International career
- 1956–1969: Tunisia / 23 / (9)

= Noureddine Diwa =

Tunisian footballer (1937–2020)

Noureddine Ben Yahmed (26 February 1937 – 20 April 2020), known as Noureddine Diwa, was a Tunisian professional footballer who represented Tunisia on 23 occasions. Diwa played as a striker.

==Personal life and death==
Diwa was born on 26 February 1937 in Tunis, Tunisia. His birth name was Noureddine Ben Yahmed. He was nicknamed Diwa as a distortion of the Tunisian Arabic word doua which means "dilettante spirit". The nickname was given to him by Stade Tunisien founder Hamadi Ben Salem. He was also nicknamed the Tunisian Kopa, and the French newspaper L'Équipe nicknamed him "Petit Kopa" (little Kopa), in reference to Real Madrid player Raymond Kopa. Diwa died on 20 April 2020 at the age of 83. He was buried the next day at the Jellaz Cemetery in Tunis.

==Career==
As a junior, Diwa played for the Espérance junior team, and later the Stade Tunisien junior team. He won the 1952 and 1953 junior league with Stade Tunisien. Between 1955 and 1962, Diwa played for the Stade Tunisien senior team for seven seasons, making 144 appearances and scoring 96 goals. He helped Stade Tunisien reach the Tunisian National Championship, scoring four goals in the promotion playoffs. He was part of the Stade Tunisien team that won the 1956–57 Tunisian National Championship, and the National Championships in 1960–61 and 1961–62. He also won four Tunisian Cups with Stade Tunisien, in 1956, 1958, 1960, and 1962. Diwa scored in all four Tunisia Cups victories.

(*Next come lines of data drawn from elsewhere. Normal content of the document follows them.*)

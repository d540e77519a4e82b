//! Collaborator interfaces the engine consumes, plus in-memory reference
//! implementations.
//!
//! Storage is reached only through [`OccurrenceStore::transaction`]. Every
//! read that feeds a conflict decision and every write that follows it run
//! inside one transaction, so a concurrent booking can never slip between
//! the check and the write.

use std::borrow::Cow;
use std::collections::{BTreeMap, HashMap};
use std::sync::Mutex;

use chrono::{Datelike, NaiveDate, NaiveTime};

use crate::error::{BookingError, Result};
use crate::model::{Occurrence, OccurrenceId, Room, RoomId, SeriesId, User, UserId};
use crate::recurrence::WorkWeek;
use crate::search::SearchFilter;

/// Room and user lookup, owned by the surrounding service.
pub trait Directory: Send + Sync {
    fn find_room_by_id(&self, id: RoomId) -> Result<Option<Room>>;
    fn find_user_by_id(&self, id: UserId) -> Result<Option<User>>;
}

/// Occurrence reads and writes visible inside one transaction.
///
/// The conflict queries return *candidates*: implementations may narrow by
/// time, but callers always re-apply the overlap predicate themselves.
pub trait OccurrenceRepository {
    fn find_by_id(&self, id: OccurrenceId) -> Result<Option<Occurrence>>;

    fn exists_by_id(&self, id: OccurrenceId) -> Result<bool> {
        Ok(self.find_by_id(id)?.is_some())
    }

    /// Occurrences in `room_id` on `date` that may overlap `start..end`.
    fn find_occurrences_conflicting(
        &self,
        room_id: RoomId,
        date: NaiveDate,
        start: NaiveTime,
        end: NaiveTime,
    ) -> Result<Vec<Occurrence>>;

    /// Occurrences in `room_id` between two dates (inclusive) that may overlap
    /// `start..end`, optionally only on the given weekdays.
    fn find_occurrences_overlapping_range(
        &self,
        room_id: RoomId,
        start_date: NaiveDate,
        end_date: NaiveDate,
        start: NaiveTime,
        end: NaiveTime,
        weekdays: Option<&WorkWeek>,
    ) -> Result<Vec<Occurrence>>;

    /// Every occurrence of a series, ordered by date.
    fn find_by_series(&self, series_id: SeriesId) -> Result<Vec<Occurrence>>;

    /// Every occurrence matching `filter`, ordered by date, start time, title.
    fn search(&self, filter: &SearchFilter) -> Result<Vec<Occurrence>>;

    /// Insert or replace by id.
    fn save(&mut self, occurrence: Occurrence) -> Result<Occurrence>;

    fn save_all(&mut self, occurrences: Vec<Occurrence>) -> Result<Vec<Occurrence>> {
        occurrences.into_iter().map(|o| self.save(o)).collect()
    }

    /// Returns whether a row was removed.
    fn delete_by_id(&mut self, id: OccurrenceId) -> Result<bool>;

    /// Remove every occurrence of `series_id` dated on or after `date`.
    /// Returns how many were removed.
    fn delete_by_series_from_date(&mut self, series_id: SeriesId, date: NaiveDate)
        -> Result<usize>;
}

/// Transactional access to stored occurrences.
pub trait OccurrenceStore: Send + Sync {
    /// Run `f` as one atomic, isolated unit.
    ///
    /// Writes made by `f` become visible to other transactions only if `f`
    /// returns `Ok`; on `Err` they are discarded. Two transactions that both
    /// check and book the same room must not interleave, either through
    /// locking or through an exclusion constraint that fails the later one.
    fn transaction<T, F>(&self, f: F) -> Result<T>
    where
        F: FnOnce(&mut dyn OccurrenceRepository) -> Result<T>;
}

// ── In-memory implementations ──────────────────────────────────────────────

/// A process-local occurrence store.
///
/// Transactions are serialized by one mutex. They read the committed rows
/// directly; the first write stages a private copy, which replaces the
/// committed rows only on success. Read-only transactions never copy.
#[derive(Debug, Default)]
pub struct InMemoryStore {
    rows: Mutex<BTreeMap<OccurrenceId, Occurrence>>,
}

impl InMemoryStore {
    pub fn new() -> Self {
        Self::default()
    }

    pub fn with_occurrences(occurrences: impl IntoIterator<Item = Occurrence>) -> Self {
        let rows = occurrences.into_iter().map(|o| (o.id, o)).collect();
        Self {
            rows: Mutex::new(rows),
        }
    }

    /// All committed occurrences, ordered by date, start time, title.
    pub fn snapshot(&self) -> Result<Vec<Occurrence>> {
        let rows = self.lock()?;
        let mut all: Vec<Occurrence> = rows.values().cloned().collect();
        sort_occurrences(&mut all);
        Ok(all)
    }

    pub fn len(&self) -> Result<usize> {
        Ok(self.lock()?.len())
    }

    pub fn is_empty(&self) -> Result<bool> {
        Ok(self.lock()?.is_empty())
    }

    fn lock(&self) -> Result<std::sync::MutexGuard<'_, BTreeMap<OccurrenceId, Occurrence>>> {
        self.rows
            .lock()
            .map_err(|_| BookingError::Internal("occurrence store lock poisoned".to_string()))
    }
}

impl OccurrenceStore for InMemoryStore {
    fn transaction<T, F>(&self, f: F) -> Result<T>
    where
        F: FnOnce(&mut dyn OccurrenceRepository) -> Result<T>,
    {
        let mut committed = self.lock()?;
        let mut staged = StagedRows {
            rows: Cow::Borrowed(&*committed),
        };
        let value = f(&mut staged)?;
        let written = match staged.rows {
            Cow::Owned(rows) => Some(rows),
            Cow::Borrowed(_) => None,
        };
        if let Some(rows) = written {
            *committed = rows;
        }
        Ok(value)
    }
}

struct StagedRows<'a> {
    rows: Cow<'a, BTreeMap<OccurrenceId, Occurrence>>,
}

impl StagedRows<'_> {
    fn collect_sorted<P>(&self, predicate: P) -> Vec<Occurrence>
    where
        P: Fn(&Occurrence) -> bool,
    {
        let mut found: Vec<Occurrence> = self.rows.values().filter(|o| predicate(o)).cloned().collect();
        sort_occurrences(&mut found);
        found
    }
}

impl OccurrenceRepository for StagedRows<'_> {
    fn find_by_id(&self, id: OccurrenceId) -> Result<Option<Occurrence>> {
        Ok(self.rows.get(&id).cloned())
    }

    fn exists_by_id(&self, id: OccurrenceId) -> Result<bool> {
        Ok(self.rows.contains_key(&id))
    }

    fn find_occurrences_conflicting(
        &self,
        room_id: RoomId,
        date: NaiveDate,
        _start: NaiveTime,
        _end: NaiveTime,
    ) -> Result<Vec<Occurrence>> {
        Ok(self.collect_sorted(|o| o.room_id == room_id && o.date == date))
    }

    fn find_occurrences_overlapping_range(
        &self,
        room_id: RoomId,
        start_date: NaiveDate,
        end_date: NaiveDate,
        _start: NaiveTime,
        _end: NaiveTime,
        weekdays: Option<&WorkWeek>,
    ) -> Result<Vec<Occurrence>> {
        Ok(self.collect_sorted(|o| {
            o.room_id == room_id
                && o.date >= start_date
                && o.date <= end_date
                && weekdays.map_or(true, |w| w.contains(o.date.weekday()))
        }))
    }

    fn find_by_series(&self, series_id: SeriesId) -> Result<Vec<Occurrence>> {
        Ok(self.collect_sorted(|o| o.series_id == Some(series_id)))
    }

    fn search(&self, filter: &SearchFilter) -> Result<Vec<Occurrence>> {
        Ok(self.collect_sorted(|o| filter.matches(o)))
    }

    fn save(&mut self, occurrence: Occurrence) -> Result<Occurrence> {
        self.rows.to_mut().insert(occurrence.id, occurrence.clone());
        Ok(occurrence)
    }

    fn delete_by_id(&mut self, id: OccurrenceId) -> Result<bool> {
        if !self.rows.contains_key(&id) {
            return Ok(false);
        }
        Ok(self.rows.to_mut().remove(&id).is_some())
    }

    fn delete_by_series_from_date(
        &mut self,
        series_id: SeriesId,
        date: NaiveDate,
    ) -> Result<usize> {
        let doomed = |o: &Occurrence| o.series_id == Some(series_id) && o.date >= date;
        if !self.rows.values().any(doomed) {
            return Ok(0);
        }
        let rows = self.rows.to_mut();
        let before = rows.len();
        rows.retain(|_, o| !doomed(o));
        Ok(before - rows.len())
    }
}

fn sort_occurrences(occurrences: &mut [Occurrence]) {
    occurrences.sort_by(|a, b| {
        (a.date, a.start_time, &a.title, a.id).cmp(&(b.date, b.start_time, &b.title, b.id))
    });
}

/// A fixed set of rooms and users.
#[derive(Debug, Clone, Default)]
pub struct InMemoryDirectory {
    rooms: HashMap<RoomId, Room>,
    users: HashMap<UserId, User>,
}

impl InMemoryDirectory {
    pub fn new() -> Self {
        Self::default()
    }

    pub fn with_room(mut self, room: Room) -> Self {
        self.rooms.insert(room.id, room);
        self
    }

    pub fn with_user(mut self, user: User) -> Self {
        self.users.insert(user.id, user);
        self
    }

    pub fn rooms(&self) -> impl Iterator<Item = &Room> {
        self.rooms.values()
    }

    pub fn users(&self) -> impl Iterator<Item = &User> {
        self.users.values()
    }
}

impl Directory for InMemoryDirectory {
    fn find_room_by_id(&self, id: RoomId) -> Result<Option<Room>> {
        Ok(self.rooms.get(&id).cloned())
    }

    fn find_user_by_id(&self, id: UserId) -> Result<Option<User>> {
        Ok(self.users.get(&id).cloned())
    }
}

In 1957, he was interested in playing for French team Le Havre, but did not make the move. Diwa played for French Division 2 team Limoges between 1962 and 1968, making Diwa one of the first Tunisian players to play abroad. In 1963 he scored two goals for Limoges in their Coupe de France quarter final against Stade de Reims, a match they lost 4–3 after extra time.

In 1968, Diwa returned to Tunisia, to play for Espérance, and he played there for two seasons. During that time, he won the 1969–70 Tunisian National Championship, and was part of the Espérance team that lost the 1969 Tunisian Cup final to Club Africain.

Diwa made 23 appearances for Tunisia between 1956 and 1969. He also represented Tunisia at the 1960 Summer Olympics in Rome, Italy. It was Tunisia's first appearance in the football event at the Olympics. He played in their group stage matches against Poland, Argentina and Denmark.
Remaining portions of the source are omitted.